▶ [Task to carry out]: Go through the lines below and copy each one that holds the string "details".
------------------------------------------------
//! OpenAPI schema definitions for domain types.
//!
//! Domain types remain framework-agnostic by not deriving `ToSchema`. This
//! module provides the schema definitions required for OpenAPI documentation
//! using utoipa's external schema registration.
//!
//! The schema wrappers mirror the structure of their corresponding domain
//! types but live in the inbound adapter layer where framework concerns belong.

use utoipa::ToSchema;

/// OpenAPI schema for [`crate::domain::ErrorCode`].
///
/// Stable machine-readable error codes returned in API error responses.
#[derive(ToSchema)]
#[schema(as = crate::domain::ErrorCode)]
pub enum ErrorCodeSchema {
    /// The request is malformed or fails validation.
    #[schema(rename = "invalid_request")]
    InvalidRequest,
    /// No verified identity accompanies the request.
    #[schema(rename = "unauthorized")]
    Unauthorized,
    /// Authenticated but not the owner of the record.
    #[schema(rename = "forbidden")]
    Forbidden,
    /// The requested resource does not exist.
    #[schema(rename = "not_found")]
    NotFound,
    /// The email address already belongs to another account.
    #[schema(rename = "email_taken")]
    EmailTaken,
    /// The change needs the current password.
    #[schema(rename = "reauth_required")]
    ReauthRequired,
    /// The record store cannot be reached.
    #[schema(rename = "service_unavailable")]
    ServiceUnavailable,
    /// An unexpected error occurred on the server.
    #[schema(rename = "internal_error")]
    InternalError,
}

/// OpenAPI schema for [`crate::domain::Error`].
///
/// API error response payload with machine-readable code and human-readable
/// message.
#[derive(ToSchema)]
#[schema(as = crate::domain::Error, rename_all = "camelCase")]
#[expect(
    dead_code,
    reason = "Used only for OpenAPI schema generation via utoipa"
)]
pub struct ErrorSchema {
    /// Stable machine-readable error code.
    #[schema(example = "invalid_request")]
    code: ErrorCodeSchema,
    /// Human-readable message returned to clients.
    #[schema(example = "validation failed")]
    message: String,
    /// Correlation identifier for tracing this error across systems.
    #[schema(example = "9b2e8f3c-4d1a-4c2e-8f6b-1a2b3c4d5e6f")]
    trace_id: Option<String>,
    /// Supplementary error details, such as per-field violations.
    details: Option<serde_json::Value>,
}

/// OpenAPI schema for [`crate::domain::User`].
///
/// Public account view. Credentials are never serialised.
#[derive(ToSchema)]
#[schema(as = crate::domain::User)]
#[expect(
    dead_code,
    reason = "Used only for OpenAPI schema generation via utoipa"
)]
pub struct UserSchema {
    /// Stable user identifier.
    #[schema(value_type = String, example = "3fa85f64-5717-4562-b3fc-2c963f66afa6")]
    id: String,
    /// Display name.
    #[schema(value_type = String, example = "Vitor Admin")]
    name: String,
    /// Lower-cased email address.
    #[schema(value_type = String, example = "admin@test.com")]
    email: String,
}

/// OpenAPI schema for [`crate::domain::Species`].
#[derive(ToSchema)]
#[schema(as = crate::domain::Species)]
pub enum SpeciesSchema {
    /// Dogs.
    #[schema(rename = "DOG")]
    Dog,
    /// Cats.
    #[schema(rename = "CAT")]
    Cat,
}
------------------------------------------------
▶ [Answer for the task]:
    /// Supplementary error details, such as per-field violations.
    details: Option<serde_json::Value>,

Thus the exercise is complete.